Journal 11.18.24
I stood outside. Gazing. I’d just closed the coop the chickens roosting on roof beams. The earth was cold and bare and smoke of oak hung in the air. And it was snowing: and I thought no that isn’t right it’s not supposed to snow. And I thought well it isn’t even cold enough for snow. A dark force swayed through tree limbs. And I thought there is something else in the darkness beyond evil I thought no it isn’t evil there. We call it evil why? Because we cannot see? There’s something else out there. And I watched it. And I thought I see snow but there is no snow. And I nodded and said aloud no snow. And I slid open the door and walked inside. And closed it on the darkness. And passed crackling embers and soft sounds reached me from the upstairs television a children’s movie: Moana. And she said He was a demigod of the land and sea. And I smiled watching my curly-haired rug rats mouth’s gone agape. Enthralled. And the house was warm with them and purred its quiet sounds my babies are safe they are safe they are safe and sleep came over their eyes safe to enter darkness for dreams my curly-haired goddesses of land and sea. And I can’t get to sleep and I can’t get to sleep and I can’t get to sleep Our father who art in heaven hallowed be thy name thy kingdom come thy will be done on earth as it is in heaven give us this day our daily bread and forgive us our trespasses as we forgive those who trespass against us and lead us not into temptation but deliver us from evil… and Hail mary full of grace the lord is with thee blessed art thou among women and blessed is the fruit of thy womb jesus BOOM! and Mrs. Consilvio is coming through the overhead speaker into the fourth-grade classroom and I’m dressed in a white cotton collared shirt tucked into navy pressed belted shorts and white socks peak out above oxford uniform shoes and I hate it I hate it I hate it there and Glory be to the father and to the son and to the holy spirit as it was in the beginning is now and ever shall be world without end amen…

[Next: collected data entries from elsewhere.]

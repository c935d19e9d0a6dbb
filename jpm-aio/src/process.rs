// jpm-aio/src/process.rs
use std::path::PathBuf;
use std::process::Output as StdOutput;
use std::process::Stdio;

use jpm_common::error::{JpmError, Result};
use tokio::process::Command;
use tracing::{debug, error};

/// Asynchronously runs an external command and captures its output.
///
/// The child is killed if the returned future is dropped, so a cancelled
/// install never leaves an extractor running in the background.
pub async fn run_command_async(
    command: &str,
    args: &[String],
    cwd: Option<PathBuf>,
) -> Result<StdOutput> {
    debug!("Running command: {} {:?} (cwd: {:?})", command, args, cwd);

    let mut cmd = Command::new(command);
    cmd.args(args);
    cmd.kill_on_drop(true);

    if let Some(dir) = cwd {
        cmd.current_dir(dir);
    }

    cmd.stdout(Stdio::piped());
    cmd.stderr(Stdio::piped());
    cmd.stdin(Stdio::null()); // Prevent hanging on stdin

    match cmd.output().await {
        Ok(output) => {
            if !output.status.success() {
                debug!("Command failed with status: {}", output.status);
                let stdout = String::from_utf8_lossy(&output.stdout);
                let stderr = String::from_utf8_lossy(&output.stderr);
                if !stdout.trim().is_empty() {
                    debug!("Stdout:\n{}", stdout.trim());
                }
                if !stderr.trim().is_empty() {
                    debug!("Stderr:\n{}", stderr.trim());
                }
            } else {
                debug!("Command finished successfully.");
            }
            Ok(output) // Return the full output regardless of status
        }
        Err(e) => {
            error!("Failed to execute command '{}': {}", command, e);
            Err(JpmError::CommandExec(format!("{command}: {e}")))
        }
    }
}

#[cfg(all(test, unix))]
mod tests {
    use super::*;

    #[tokio::test]
    async fn captures_output_and_status() {
        let output = run_command_async("sh", &["-c".into(), "echo hi; exit 3".into()], None)
            .await
            .unwrap();
        assert_eq!(output.status.code(), Some(3));
        assert_eq!(String::from_utf8_lossy(&output.stdout).trim(), "hi");
    }

    #[tokio::test]
    async fn missing_binary_is_command_exec_error() {
        let err = run_command_async("jpm-definitely-not-a-binary", &[], None)
            .await
            .unwrap_err();
        assert!(matches!(err, JpmError::CommandExec(_)));
    }
}
// jpm-net/src/registry.rs
use std::time::Duration;

use async_trait::async_trait;
use jpm_common::config::Config;
use jpm_common::error::{JpmError, Result};
use jpm_common::model::PackageMetadata;
use reqwest::{Client, StatusCode};
use tracing::debug;

use crate::http::build_http_client;
use crate::validation::validate_url;

const METADATA_TIMEOUT_SECS: u64 = 60;

/// Looks up what the registry knows about `name` at `version` (a concrete
/// version or a dist-tag such as `latest`).
#[async_trait]
pub trait MetadataSource: Send + Sync {
    async fn metadata(&self, name: &str, version: &str) -> Result<PackageMetadata>;
}

/// npm-compatible registry client.
#[derive(Debug, Clone)]
pub struct RegistryClient {
    client: Client,
    base_url: String,
}

impl RegistryClient {
    pub fn new(client: Client, base_url: impl Into<String>) -> Self {
        Self {
            client,
            base_url: base_url.into(),
        }
    }

    pub fn from_config(config: &Config) -> Result<Self> {
        Ok(Self::new(build_http_client(config)?, config.registry_url.clone()))
    }

    /// `<registry>/<name>/<version>`, with a scope's slash percent-encoded.
    pub fn version_url(&self, name: &str, version: &str) -> String {
        format!(
            "{}/{}/{}",
            self.base_url.trim_end_matches('/'),
            name.replace('/', "%2F"),
            version
        )
    }
}

#[async_trait]
impl MetadataSource for RegistryClient {
    async fn metadata(&self, name: &str, version: &str) -> Result<PackageMetadata> {
        let url = self.version_url(name, version);
        validate_url(&url)?;
        debug!("Fetching metadata for {}@{} from {}", name, version, url);

        let response = self
            .client
            .get(&url)
            .header(reqwest::header::ACCEPT, "application/json")
            .timeout(Duration::from_secs(METADATA_TIMEOUT_SECS))
            .send()
            .await
            .map_err(|e| JpmError::Network(url.clone(), format!("request failed: {e}")))?;

        let status = response.status();
        if status == StatusCode::NOT_FOUND {
            return Err(JpmError::NotFound(format!(
                "{name}@{version} is not in the registry"
            )));
        }
        if !status.is_success() {
            return Err(JpmError::Registry(format!(
                "Registry returned {status} for {name}@{version}"
            )));
        }

        let body = response
            .bytes()
            .await
            .map_err(|e| JpmError::Network(url.clone(), format!("interrupted stream: {e}")))?;
        let metadata = PackageMetadata::from_registry_json(&body)?;
        debug!(
            "Resolved {}@{} to {} ({} dependencies)",
            name,
            version,
            metadata.version,
            metadata.dependencies.len()
        );
        Ok(metadata)
    }
}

And this is crazy. I don’t think about it often. I just work through it I just work through it. This is crazy. I’m assembling the wire shelving for the dehydrators and the sheet pan rack covered in zipper plastic for the fermentations and I have these big shiny new refrigerators with the bright lights and one of them is meant for hanging fish to age. Intensify the flavor. Increase the texture. And this is crazy what I’m doing since I’ve stopped and thought about it I’m not working through it I’m not working passed it I’m thinking about it yes yes I’m thinking about this restaurant that I’m opening and I can see it now this vision I’ve had for many many years—like a dream. I suppose like a dream. I inch closer to admitting a dream a dream! A dream? And I think this place makes no sense it’s not a restaurant it’s an art installation of food. This small place… I have so many big glass jars. And I’m terrified what am I going to do with them what am I going to do here what am I going to make what will I serve I have no idea but I think I have so many ideas and I will serve them yes I will serve my ideas and my thoughts and my gasping breaths and my moments of tiny children warm and when ideas turn to sleep that doesn’t come I’ll close my eyes and I’ll serve the rosary repeat repeat repeat prayer yes I’ll pray in meditation yes I’ll serve that I’ll serve prayers. And I think how crazy all this is the woman in the parking lot asked what kind of restaurant we were opening and I said the best restaurant in the world! and I was being facetious and she laughed. But I wasn’t being facetious and I smiled because I’d said it aloud because it’s crazy and one shouldn’t admit crazy things like that it’s crazy to try to be like that and it’s crazy to be like that and I wonder what the others thought when they were building their best restaurants in the world? when people didn’t understand when people asked aren’t you going to push people away with prices like that? and they responded yes I do hope so because this will never work if the people who were always going to dislike it come no it won’t work if we market it to the people who won’t enjoy it. It will work because we will tell the people who will enjoy it. And those people will come from near and those people will travel from far and those people will journey from wide. And I think yes yes it is crazy to open a place like this.